Say you want to calculate the probability of winning all 3 battles. So first you calculate the probability mass function of the number of attackers entering the final battle. To do this you also need to consider the number of armies entering the second battle - essentially you are listing all the paths. By independence each path probability is just the product.

E.g. Initially the number of attackers is \( 5 \).

You can calculate the probability of winning with \( 3 \) armies entering the final. Such scenario occur when you win first two battles without any losses, i.e. \( 5 \to 5, 4 \to 4 \). Next you calculate with \( 2 \) only. The possible paths are \( 5 \to 4, 3 \to 3 \) and \( 5 \to 5, 4 \to 3 \) . Similarly you can calculate all these and sum them up to obtain the desired probability.
 
#22
So from that I've tried to come up with a function which represents what we're doing. Can you confirm if it is correct? (it is in the attached PDF)

\(R_A\) is the number of attackers remaining after the battle, given that it started with \((A,D)\) attackers and defenders respectively. This is thus the expectation, to be calculated with the method shown from our previous posts.
 
#23
Hi, can you tell me whether the above solution is correct or not?

And I have a further question - how can we work out the expected number of attackers remaining, \(R_{A overall}\), after the whole campaign? (Or the probability that there will be a certain number, \(R_{A overall}\), of attackers remaining after my last battle which will thus be the number to occupy the final territory \(T_n\).)
 

BGM

TS Contributor
#24
I am just too lazy to check the formula lol, but I think the general framework is correct - in the iterative summation, the upper bound of the inner summation (representing the maximum number of attacker survived in the next battle) is reduced by the losses in the previous battle, so the bound will be dependent to the dummy variable of the outer summation.

For the expectation I think is very easy - actually you have all the probabilities of losing/terminated at certain battle, and winning the final battle with attackers left. With the probability of all these scenario ready, you can calculate any expectation related.
 
#25
OK, so let me explain what the formula shows.

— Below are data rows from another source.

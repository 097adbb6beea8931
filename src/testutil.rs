use std::sync::{Arc, Mutex};

use crate::router::ConsoleSink;

/// Console sink that captures both streams for assertions.
#[derive(Clone, Default)]
pub struct CaptureSink {
    out: Arc<Mutex<String>>,
    err: Arc<Mutex<String>>,
}

impl CaptureSink {
    pub fn out_text(&self) -> String {
        self.out.lock().unwrap().clone()
    }

    pub fn err_text(&self) -> String {
        self.err.lock().unwrap().clone()
    }
}

impl ConsoleSink for CaptureSink {
    fn write_out(&mut self, text: &str) {
        self.out.lock().unwrap().push_str(text);
    }

    fn write_err(&mut self, text: &str) {
        self.err.lock().unwrap().push_str(text);
    }
}
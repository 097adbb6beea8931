use std::{
    fs::{File, OpenOptions},
    io::{BufWriter, Write},
    path::PathBuf,
};

use chrono::Local;

use crate::paths;

/// The platform's native line ending; `\n` in routed text is rewritten to
/// this before it reaches the file.
pub const LINE_ENDING: &str = if cfg!(windows) { "\r\n" } else { "\n" };

/// Lifecycle of the single per-process log file. Once the state leaves
/// `Uninitialized` it never goes back; `Closed` is entered exactly once
/// during shutdown.
enum LogFileState {
    Uninitialized,
    Ready {
        file_name: String,
        writer: BufWriter<File>,
    },
    Unavailable,
    Closed,
}

/// Owns the log folder and the append-only, timestamp-named log file.
/// Initialization is lazy, fallible and attempted exactly once; every
/// failure degrades to "no log file" without raising.
pub struct LogFileManager {
    folder: PathBuf,
    state: LogFileState,
}

impl LogFileManager {
    pub fn new(folder: PathBuf) -> Self {
        Self {
            folder,
            state: LogFileState::Uninitialized,
        }
    }

    /// Tries to write text to the log file, creating folder and file on the
    /// first attempt. Replaces `\n` with the OS line ending, flushes so the
    /// content survives an abrupt kill, and reports failure instead of
    /// raising.
    pub fn try_write(&mut self, text: &str) -> bool {
        if matches!(self.state, LogFileState::Uninitialized) {
            self.state = self.initialize();
        }
        match &mut self.state {
            LogFileState::Ready { writer, .. } => {
                let normalized = text.replace('\n', LINE_ENDING);
                writer
                    .write_all(normalized.as_bytes())
                    .and_then(|()| writer.flush())
                    .is_ok()
            }
            _ => false,
        }
    }

    fn initialize(&self) -> LogFileState {
        if paths::ensure_dir(&self.folder).is_err() {
            return LogFileState::Unavailable;
        }
        let file_name = format!("{}.txt", Local::now().format("%Y_%m_%d___%H:%M:%S"));
        let path = self.folder.join(&file_name);
        let file = match OpenOptions::new().create_new(true).append(true).open(&path) {
            Ok(file) => file,
            Err(_) => return LogFileState::Unavailable,
        };
        // A file that was just created must be discoverable on disk.
        if paths::find_file_in(&self.folder, &file_name).is_none() {
            return LogFileState::Unavailable;
        }
        let mut writer = BufWriter::new(file);
        let banner = format!("Starting log file{LINE_ENDING}");
        match writer
            .write_all(banner.as_bytes())
            .and_then(|()| writer.flush())
        {
            Ok(()) => LogFileState::Ready { file_name, writer },
            Err(_) => LogFileState::Unavailable,
        }
    }

    /// The name of the log file, once one has been created.
    pub fn file_name(&self) -> Option<&str> {
        match &self.state {
            LogFileState::Ready { file_name, .. } => Some(file_name),
            _ => None,
        }
    }

    pub fn is_open(&self) -> bool {
        matches!(self.state, LogFileState::Ready { .. })
    }

    /// Flushes and releases the writer. Safe to call when never opened or
    /// already closed.
    pub fn close(&mut self) {
        if let LogFileState::Ready { writer, .. } = &mut self.state {
            let _ = writer.flush();
        }
        self.state = LogFileState::Closed;
    }
}
//! Render and capture stages
//!
//! [`measure`] loads the document into a surface at the fixed content width,
//! waits for the stability probe and reads back the content and header
//! heights. [`capture`] then resizes the output frame to the full content
//! height and captures everything as one PNG at scale 1.

use std::path::Path;
use std::time::Duration;

use log::{info, warn};

use crate::document::Document;
use crate::session::FullImage;
use crate::surface::{wait_until_ready, Surface};
use crate::template::{CONTAINER_SELECTOR, HEADER_SELECTOR};
use crate::{Error, Measurement, RenderConfig, Result};

/// Load `document` and measure it.
///
/// Any surface failure here, including a stability probe that never passes
/// within `ready_timeout_ms`, is reported as [`Error::Render`].
pub fn measure<S: Surface + ?Sized>(surface: &mut S, document: &Document, config: &RenderConfig) -> Result<Measurement> {
    surface
        .load_html(document.html(), config.chunk_width)
        .map_err(into_render)?;

    let ready = wait_until_ready(
        surface,
        Duration::from_millis(config.ready_timeout_ms),
        Duration::from_millis(config.ready_poll_ms.max(1)),
    )
    .map_err(into_render)?;
    if !ready {
        return Err(Error::Render(format!(
            "layout did not stabilize within {}ms",
            config.ready_timeout_ms
        )));
    }

    let content_height = surface.element_height(CONTAINER_SELECTOR).map_err(into_render)?;
    let header_height = surface.element_height(HEADER_SELECTOR).map_err(into_render)?;

    info!("Container height: {}px, Header height: {}px", content_height, header_height);

    if content_height == 0 {
        return Err(Error::Render("rendered document has zero height".into()));
    }
    if header_height > content_height {
        warn!(
            "Header ({}px) is taller than the content ({}px); slicing will clamp it",
            header_height, content_height
        );
    }

    Ok(Measurement {
        content_height,
        header_height,
    })
}

/// Capture the whole measured document as one transient PNG inside `dir`.
pub fn capture<S: Surface + ?Sized>(surface: &mut S, measurement: &Measurement, config: &RenderConfig, dir: &Path) -> Result<FullImage> {
    let png = surface
        .capture_png(config.chunk_width, measurement.content_height)
        .map_err(into_capture)?;

    if png.is_empty() {
        return Err(Error::Capture("surface returned an empty image".into()));
    }

    info!(
        "Captured full image {}x{} ({} bytes)",
        config.chunk_width,
        measurement.content_height,
        png.len()
    );
    FullImage::write(dir, &png).map_err(into_capture)
}

fn into_render(err: Error) -> Error {
    match err {
        Error::Render(_) => err,
        other => Error::Render(other.to_string()),
    }
}

fn into_capture(err: Error) -> Error {
    match err {
        Error::Capture(_) => err,
        other => Error::Capture(other.to_string()),
    }
}
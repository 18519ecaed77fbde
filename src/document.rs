//! Transcript to HTML document
//!
//! Builds the message region of the chat page: one bubble per message, in the
//! order given, with a day label in front of the first message and in front of
//! every message whose calendar day differs from the previous one. Building is
//! pure; the reference "now" is injected so day labels ("Today", "Yesterday",
//! or a `dd.mm.yyyy` date) are reproducible.

use chrono::{DateTime, FixedOffset, NaiveDate, NaiveDateTime};

use crate::template::{self, PageParts};
use crate::{CaptureRequest, Message};

/// Naive layouts accepted besides RFC 3339, interpreted in the reference offset
const NAIVE_FORMATS: &[&str] = &[
    "%Y-%m-%dT%H:%M:%S%.f",
    "%Y-%m-%dT%H:%M",
    "%Y-%m-%d %H:%M:%S%.f",
    "%Y-%m-%d %H:%M",
    "%Y/%m/%d %H:%M:%S",
    "%Y/%m/%d %H:%M",
    "%d.%m.%Y %H:%M:%S",
    "%d.%m.%Y %H:%M",
    "%d.%m.%Y, %H:%M:%S",
    "%d.%m.%Y, %H:%M",
];

const DATE_FORMATS: &[&str] = &["%Y-%m-%d", "%Y/%m/%d", "%d.%m.%Y"];

/// A fully built, self-contained page ready to be loaded by a surface
#[derive(Debug, Clone, PartialEq, Eq)]
pub struct Document {
    html: String,
}

impl Document {
    pub fn new(html: String) -> Self {
        Self { html }
    }

    pub fn html(&self) -> &str {
        &self.html
    }

    pub fn len(&self) -> usize {
        self.html.len()
    }

    pub fn is_empty(&self) -> bool {
        self.html.is_empty()
    }
}

/// Build the complete page for a request at the given content width.
pub fn build_document(request: &CaptureRequest, width: u32, now: &DateTime<FixedOffset>) -> Document {
    let messages_html = build_message_markup(&request.messages, &request.current_user, now);
    let status_time = now.format("%H:%M").to_string();
    let html = template::render_page(&PageParts {
        width,
        status_time: &status_time,
        contact_name: &request.contact_name,
        messages_html: &messages_html,
    });
    Document::new(html)
}

/// Build the message region markup.
///
/// Messages whose sender equals `local_identity` are tagged `sender` (own,
/// right-aligned); all others `contact`. Never fails: a timestamp that cannot
/// be parsed is shown verbatim.
pub fn build_message_markup(messages: &[Message], local_identity: &str, now: &DateTime<FixedOffset>) -> String {
    let mut html = String::new();
    let mut last_label: Option<String> = None;

    for message in messages {
        let parsed = parse_timestamp(&message.timestamp, now.offset());
        let (label, time) = match parsed {
            Some(ts) => (day_label(ts.date_naive(), now.date_naive()), ts.format("%H:%M").to_string()),
            None => (raw_day_label(&message.timestamp), message.timestamp.clone()),
        };

        if last_label.as_deref() != Some(label.as_str()) {
            let class = if last_label.is_none() { "day-start" } else { "day-change" };
            html.push_str(&format!(
                "<div class=\"timestamp-separator {}\">{}</div>\n",
                class,
                escape_html(&label)
            ));
            last_label = Some(label);
        }

        let bubble = if message.sender == local_identity { "sender" } else { "contact" };
        html.push_str(&format!(
            "<div class=\"message-bubble {}\">{}<div class=\"message-time\">{}</div></div>\n",
            bubble,
            escape_html(&message.content),
            escape_html(&time)
        ));
    }

    html
}

/// Label for a message day relative to the reference day.
pub fn day_label(day: NaiveDate, today: NaiveDate) -> String {
    if day == today {
        "Today".to_string()
    } else if Some(day) == today.pred_opt() {
        "Yesterday".to_string()
    } else {
        day.format("%d.%m.%Y").to_string()
    }
}

// Date part of an unparseable timestamp, e.g. "01.03.2024" from "01.03.2024, 10:00".
fn raw_day_label(raw: &str) -> String {
    match raw.split(", ").next() {
        Some(head) if !head.is_empty() => head.to_string(),
        _ => raw.to_string(),
    }
}

/// Parse a caller timestamp.
///
/// RFC 3339 values keep their instant and are shifted into `offset`; naive
/// values are taken to already be in `offset`.
pub fn parse_timestamp(raw: &str, offset: &FixedOffset) -> Option<DateTime<FixedOffset>> {
    let raw = raw.trim();
    if raw.is_empty() {
        return None;
    }

    if let Ok(ts) = DateTime::parse_from_rfc3339(raw) {
        return Some(ts.with_timezone(offset));
    }

    let naive = NAIVE_FORMATS
        .iter()
        .find_map(|fmt| NaiveDateTime::parse_from_str(raw, fmt).ok())
        .or_else(|| {
            DATE_FORMATS
                .iter()
                .find_map(|fmt| NaiveDate::parse_from_str(raw, fmt).ok())
                .and_then(|d| d.and_hms_opt(0, 0, 0))
        })?;

    naive.and_local_timezone(*offset).single()
}

/// Escape the five characters that are reserved in HTML text and attributes.
pub fn escape_html(unsafe_text: &str) -> String {
    let mut out = String::with_capacity(unsafe_text.len());
    for ch in unsafe_text.chars() {
        match ch {
            '&' => out.push_str("&amp;"),
            '<' => out.push_str("&lt;"),
            '>' => out.push_str("&gt;"),
            '"' => out.push_str("&quot;"),
            '\'' => out.push_str("&#039;"),
            other => out.push(other),
        }
    }
    out
}

#[cfg(test)]
mod tests {
    use super::*;

    fn now() -> DateTime<FixedOffset> {
        DateTime::parse_from_rfc3339("2024-03-10T15:00:00+03:00").unwrap()
    }

    fn msg(ts: &str, sender: &str, content: &str) -> Message {
        Message {
            timestamp: ts.into(),
            sender: sender.into(),
            content: content.into(),
        }
    }

    #[test]
    fn escape_replaces_all_reserved_characters() {
        assert_eq!(escape_html(r#"<a href="x">Tom & 'Jerry'</a>"#), "&lt;a href=&quot;x&quot;&gt;Tom &amp; &#039;Jerry&#039;&lt;/a&gt;");
        assert_eq!(escape_html("plain"), "plain");
        assert_eq!(escape_html(""), "");
    }

    #[test]
    fn escaping_twice_escapes_the_ampersands() {
        assert_eq!(escape_html(&escape_html("<")), "&amp;lt;");
    }

    #[test]
    fn day_labels_relative_to_today() {
        let today = NaiveDate::from_ymd_opt(2024, 3, 10).unwrap();
        assert_eq!(day_label(today, today), "Today");
        assert_eq!(day_label(NaiveDate::from_ymd_opt(2024, 3, 9).unwrap(), today), "Yesterday");
        assert_eq!(day_label(NaiveDate::from_ymd_opt(2024, 3, 8).unwrap(), today), "08.03.2024");
        assert_eq!(day_label(NaiveDate::from_ymd_opt(2024, 3, 11).unwrap(), today), "11.03.2024");
    }

    #[test]
    fn yesterday_crosses_month_boundary() {
        let today = NaiveDate::from_ymd_opt(2024, 3, 1).unwrap();
        assert_eq!(day_label(NaiveDate::from_ymd_opt(2024, 2, 29).unwrap(), today), "Yesterday");
    }

    #[test]
    fn parses_supported_layouts() {
        let off = *now().offset();
        let a = parse_timestamp("2024-03-10T09:05:00Z", &off).unwrap();
        assert_eq!(a.format("%Y-%m-%d %H:%M").to_string(), "2024-03-10 12:05");
        let b = parse_timestamp("2024-03-10 09:05", &off).unwrap();
        assert_eq!(b.format("%H:%M").to_string(), "09:05");
        let c = parse_timestamp("10.03.2024 09:05:30", &off).unwrap();
        assert_eq!(c.format("%d %H:%M").to_string(), "10 09:05");
        let d = parse_timestamp("2024/03/10 23:59", &off).unwrap();
        assert_eq!(d.format("%H:%M").to_string(), "23:59");
        let e = parse_timestamp("2024-03-10", &off).unwrap();
        assert_eq!(e.format("%H:%M").to_string(), "00:00");
        assert!(parse_timestamp("not a date", &off).is_none());
        assert!(parse_timestamp("", &off).is_none());
    }

    #[test]
    fn utc_instant_lands_on_local_calendar_day() {
        // 22:30 UTC on the 9th is 01:30 on the 10th at +03:00.
        let html = build_message_markup(&[msg("2024-03-09T22:30:00Z", "a", "hi")], "a", &now());
        assert!(html.contains(">Today<"));
        assert!(html.contains(">01:30<"));
    }

    #[test]
    fn one_label_for_single_day() {
        let messages = vec![
            msg("2024-03-10T08:00:00+03:00", "me", "one"),
            msg("2024-03-10T09:00:00+03:00", "you", "two"),
            msg("2024-03-10T10:00:00+03:00", "me", "three"),
        ];
        let html = build_message_markup(&messages, "me", &now());
        assert_eq!(html.matches("day-start").count(), 1);
        assert_eq!(html.matches("day-change").count(), 0);
        assert_eq!(html.matches("message-bubble sender").count(), 2);
        assert_eq!(html.matches("message-bubble contact").count(), 1);
    }

    #[test]
    fn one_separator_per_day_change() {
        let messages = vec![
            msg("2024-03-01T08:00:00+03:00", "me", "a"),
            msg("2024-03-01T09:00:00+03:00", "me", "b"),
            msg("2024-03-09T09:00:00+03:00", "you", "c"),
            msg("2024-03-10T09:00:00+03:00", "you", "d"),
            msg("2024-03-10T11:00:00+03:00", "me", "e"),
        ];
        let html = build_message_markup(&messages, "me", &now());
        assert_eq!(html.matches("day-change").count(), 2);
        let first = html.find("01.03.2024").unwrap();
        let yesterday = html.find("Yesterday").unwrap();
        let today = html.find("Today").unwrap();
        assert!(first < yesterday && yesterday < today);
    }

    #[test]
    fn order_is_preserved_not_sorted() {
        let messages = vec![
            msg("2024-03-10T09:00:00+03:00", "me", "later"),
            msg("2024-03-09T09:00:00+03:00", "me", "earlier"),
        ];
        let html = build_message_markup(&messages, "me", &now());
        assert!(html.find("later").unwrap() < html.find("earlier").unwrap());
        assert_eq!(html.matches("day-change").count(), 1);
    }

    #[test]
    fn malformed_timestamp_is_shown_raw() {
        let html = build_message_markup(&[msg("sometime, soon", "x", "hey")], "me", &now());
        assert!(html.contains(">sometime<"));
        assert!(html.contains("<div class=\"message-time\">sometime, soon</div>"));
        assert!(html.contains("message-bubble contact"));
    }

    #[test]
    fn content_is_escaped() {
        let html = build_message_markup(&[msg("2024-03-10T09:00:00+03:00", "me", "<script>alert('x')</script>")], "me", &now());
        assert!(!html.contains("<script>"));
        assert!(html.contains("&lt;script&gt;alert(&#039;x&#039;)&lt;/script&gt;"));
    }

    #[test]
    fn empty_transcript_has_empty_region() {
        assert_eq!(build_message_markup(&[], "me", &now()), "");
    }
}
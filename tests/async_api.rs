//! Async facade tests

mod common;

use std::sync::Arc;

use chatshot::async_api::Screenshotter;
use chatshot::pipeline::Pipeline;
use chatshot::{Error, RenderConfig};
use common::{config, fixed_now, opener, transcript, Probe, Script};

#[tokio::test]
async fn capture_runs_on_the_worker() {
    let root = tempfile::tempdir().unwrap();
    let probe = Arc::new(Probe::default());
    let pipeline = Pipeline::new(config(root.path())).with_clock(fixed_now);

    let shooter = Screenshotter::new(pipeline, opener(Script::new(2000, 96), probe.clone()))
        .await
        .unwrap();

    let first = shooter.capture(transcript()).await.unwrap();
    let second = shooter.clone().capture(transcript()).await.unwrap();
    assert_eq!(first.chunk_count, 3);
    assert_ne!(first.location, second.location);
    assert_eq!(probe.opened(), 2);
    assert_eq!(probe.closed(), 2);

    shooter.close().await.unwrap();
}

#[tokio::test]
async fn invalid_config_fails_at_startup() {
    let root = tempfile::tempdir().unwrap();
    let pipeline = Pipeline::new(RenderConfig {
        ready_timeout_ms: 0,
        ..config(root.path())
    });

    let result = Screenshotter::new(pipeline, opener(Script::new(2000, 96), Arc::new(Probe::default()))).await;
    assert!(matches!(result, Err(Error::Config(_))));
}

#[tokio::test]
async fn pipeline_errors_reach_the_caller() {
    let root = tempfile::tempdir().unwrap();
    let pipeline = Pipeline::new(config(root.path()));
    let script = Script {
        ready: false,
        ..Script::new(2000, 96)
    };

    let shooter = Screenshotter::new(pipeline, opener(script, Arc::new(Probe::default())))
        .await
        .unwrap();
    let err = shooter.capture(transcript()).await.unwrap_err();
    assert!(matches!(err, Error::Render(_)));
    shooter.close().await.unwrap();
}
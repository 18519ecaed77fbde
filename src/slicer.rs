//! Header-aware partition of the full capture into phone-sized chunks
//!
//! Chunk 1 always starts at the top of the document, so it is the only chunk
//! that shows the sticky header. Every later "screen" assumes the reader has
//! scrolled past the header: tail chunk `i` starts at
//! `i * chunk_height - header_height` and is at most `chunk_height` tall.
//! Iteration stops once an offset reaches the end of the content.
//!
//! Planning ([`plan_chunks`]) is pure arithmetic. Extraction ([`slice`])
//! crops each planned rectangle out of the full image and hands it to a
//! [`ChunkSink`]. A failed first chunk aborts the slice; a failed tail chunk
//! is recorded and the remaining chunks are still attempted.

use std::path::{Path, PathBuf};

use image::{DynamicImage, GenericImageView, ImageFormat};
use log::{debug, error, info, warn};

use crate::session::chunk_path;
use crate::{Error, Measurement, Result};

/// One output rectangle, in full-image pixel coordinates
#[derive(Debug, Clone, Copy, PartialEq, Eq)]
pub struct ChunkRect {
    /// 1-based artifact index
    pub index: usize,
    pub left: u32,
    pub top: u32,
    pub width: u32,
    pub height: u32,
}

impl ChunkRect {
    /// Exclusive bottom edge
    pub fn bottom(&self) -> u32 {
        self.top + self.height
    }
}

/// Fixed chunk dimensions
#[derive(Debug, Clone, Copy, PartialEq, Eq)]
pub struct ChunkGeometry {
    pub width: u32,
    pub height: u32,
}

/// Ordered partition of one document
#[derive(Debug, Clone, PartialEq, Eq)]
pub struct ChunkPlan {
    /// `ceil((content - header) / chunk_height) + 1`; an estimate only. It
    /// can be above or below `chunks.len()`: tail chunks that add no rows
    /// are skipped, and a header taller than half a chunk needs extra tail
    /// chunks to stay gap-free.
    pub planned_count: usize,
    /// Chunks in index order; empty only for a zero-height document
    pub chunks: Vec<ChunkRect>,
}

impl ChunkPlan {
    pub fn len(&self) -> usize {
        self.chunks.len()
    }

    pub fn is_empty(&self) -> bool {
        self.chunks.is_empty()
    }
}

/// Chunk count estimate reported alongside the real count.
pub fn planned_count(content_height: u32, header_height: u32, chunk_height: u32) -> usize {
    if chunk_height == 0 {
        return 0;
    }
    let body = content_height.saturating_sub(header_height) as u64;
    let chunk = chunk_height as u64;
    (body.div_ceil(chunk) + 1) as usize
}

/// Compute the chunk rectangles for a measured document.
///
/// A header taller than the content is clamped to the content. Tail chunks
/// that would start above the top of the image, or that add no rows beyond
/// what earlier chunks already cover, are skipped; that is what makes a
/// document no taller than one chunk produce exactly one chunk.
pub fn plan_chunks(measurement: Measurement, geometry: ChunkGeometry) -> ChunkPlan {
    let content = measurement.content_height as i64;
    let header = measurement.header_height.min(measurement.content_height) as i64;
    let chunk = geometry.height as i64;

    let planned = planned_count(measurement.content_height, measurement.header_height, geometry.height);
    let mut chunks = Vec::with_capacity(planned);

    let first_height = chunk.min(content);
    if first_height <= 0 || geometry.width == 0 {
        return ChunkPlan { planned_count: planned, chunks };
    }
    chunks.push(rect(1, 0, first_height, geometry.width));
    let mut covered = first_height;

    let mut i: i64 = 1;
    loop {
        let offset = i * chunk - header;
        if offset >= content {
            break;
        }

        let height = chunk.min(content - offset);
        let end = offset + height;
        if offset < 0 || height <= 0 || end <= covered {
            debug!("Skipping tail chunk {}: y={} h={} adds no content", i + 1, offset, height);
        } else {
            chunks.push(rect(i as usize + 1, offset, height, geometry.width));
            covered = end;
        }
        i += 1;
    }

    ChunkPlan {
        planned_count: planned,
        chunks,
    }
}

fn rect(index: usize, top: i64, height: i64, width: u32) -> ChunkRect {
    ChunkRect {
        index,
        left: 0,
        top: top as u32,
        width,
        height: height as u32,
    }
}

/// Destination for extracted chunks
pub trait ChunkSink {
    /// Persist chunk `index` and return where it was written.
    fn store(&mut self, index: usize, chunk: &DynamicImage) -> Result<PathBuf>;
}

/// Writes chunks as `<index>.png` into a directory
#[derive(Debug, Clone)]
pub struct DirectorySink {
    dir: PathBuf,
}

impl DirectorySink {
    pub fn new(dir: impl AsRef<Path>) -> Self {
        Self {
            dir: dir.as_ref().to_path_buf(),
        }
    }
}

impl ChunkSink for DirectorySink {
    fn store(&mut self, index: usize, chunk: &DynamicImage) -> Result<PathBuf> {
        let path = chunk_path(&self.dir, index);
        chunk.save_with_format(&path, ImageFormat::Png)?;
        Ok(path)
    }
}

/// What happened to one planned chunk
#[derive(Debug)]
pub enum ChunkOutcome {
    Written { rect: ChunkRect, path: PathBuf },
    Failed { rect: ChunkRect, error: Error },
}

impl ChunkOutcome {
    pub fn is_written(&self) -> bool {
        matches!(self, ChunkOutcome::Written { .. })
    }
}

/// Result of slicing one image
#[derive(Debug)]
pub struct SliceReport {
    pub planned_count: usize,
    pub outcomes: Vec<ChunkOutcome>,
}

impl SliceReport {
    /// Number of chunks actually persisted
    pub fn written_count(&self) -> usize {
        self.outcomes.iter().filter(|o| o.is_written()).count()
    }

    pub fn written_paths(&self) -> Vec<PathBuf> {
        self.outcomes
            .iter()
            .filter_map(|o| match o {
                ChunkOutcome::Written { path, .. } => Some(path.clone()),
                ChunkOutcome::Failed { .. } => None,
            })
            .collect()
    }

    pub fn failures(&self) -> impl Iterator<Item = (&ChunkRect, &Error)> {
        self.outcomes.iter().filter_map(|o| match o {
            ChunkOutcome::Failed { rect, error } => Some((rect, error)),
            ChunkOutcome::Written { .. } => None,
        })
    }
}

/// Crop one rectangle out of the full image.
pub fn extract(image: &DynamicImage, rect: &ChunkRect) -> Result<DynamicImage> {
    let (width, height) = image.dimensions();
    if rect.height == 0 || rect.width == 0 {
        return Err(Error::Slice {
            index: rect.index,
            reason: "empty rectangle".into(),
        });
    }
    if rect.left + rect.width > width || rect.bottom() > height {
        return Err(Error::Slice {
            index: rect.index,
            reason: format!(
                "rectangle {}x{}+{}+{} exceeds image {}x{}",
                rect.width, rect.height, rect.left, rect.top, width, height
            ),
        });
    }
    Ok(image.crop_imm(rect.left, rect.top, rect.width, rect.height))
}

/// Extract and persist every chunk of `plan`.
///
/// Fails only when the plan is empty or chunk 1 cannot be produced. Tail
/// failures are logged and collected in the report.
pub fn slice<K: ChunkSink + ?Sized>(image: &DynamicImage, plan: &ChunkPlan, sink: &mut K) -> Result<SliceReport> {
    let (first, tail) = plan
        .chunks
        .split_first()
        .ok_or_else(|| Error::Slice {
            index: 1,
            reason: "nothing to slice".into(),
        })?;

    info!(
        "Splitting into {} chunks (planned {})",
        plan.len(),
        plan.planned_count
    );

    info!("Creating chunk {} with header", first.index);
    let path = extract(image, first)
        .and_then(|chunk| sink.store(first.index, &chunk))
        .map_err(|e| {
            error!("Error creating chunk {}: {}", first.index, e);
            into_slice(first.index, e)
        })?;

    let mut outcomes = vec![ChunkOutcome::Written { rect: *first, path }];

    outcomes.extend(tail.iter().map(|rect| {
        debug!("Creating chunk {}: y={}, height={}", rect.index, rect.top, rect.height);
        match extract(image, rect).and_then(|chunk| sink.store(rect.index, &chunk)) {
            Ok(path) => ChunkOutcome::Written { rect: *rect, path },
            Err(e) => {
                warn!("Error creating chunk {}: {}; continuing", rect.index, e);
                ChunkOutcome::Failed {
                    rect: *rect,
                    error: into_slice(rect.index, e),
                }
            }
        }
    }));

    Ok(SliceReport {
        planned_count: plan.planned_count,
        outcomes,
    })
}

fn into_slice(index: usize, err: Error) -> Error {
    match err {
        Error::Slice { .. } => err,
        other => Error::Slice {
            index,
            reason: other.to_string(),
        },
    }
}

Let's consider the possible routes by which the attacker can go from the first territory to the second. He has to leave behind 1 piece, so there will be A[T_A]-1 attacking pieces against the D[T_1] defending pieces on the first territory he attacks. Given that we are calculating the probability that the attacker wins in his overall conquest, then the different outcomes by which victory might be possible are that: he has all A[T_A]-1 pieces left at the end, after the battle; he has A[T_A]-2 pieces left at the end; etc., all the way down to having only 1 piece left at the end (he cannot have 0 because then he hasn't won). Then the probability that he has a certain number, k, of pieces remaining, given the initial battle was A[T_A]-1 vs D[T_1], is simply the expectation from a single (A,D) battle that is calculated as before.

Now given that he had k pieces remaining, in the next battle, he will be able to fight using only k-1 pieces, against D[T_2] pieces. In this battle, again, any outcome from his ending up with k-1 pieces to his ending up with just 1 piece is possible. The probability of each of these is just the probability of his having a certain number of pieces remaining after a battle of (A,D), as before.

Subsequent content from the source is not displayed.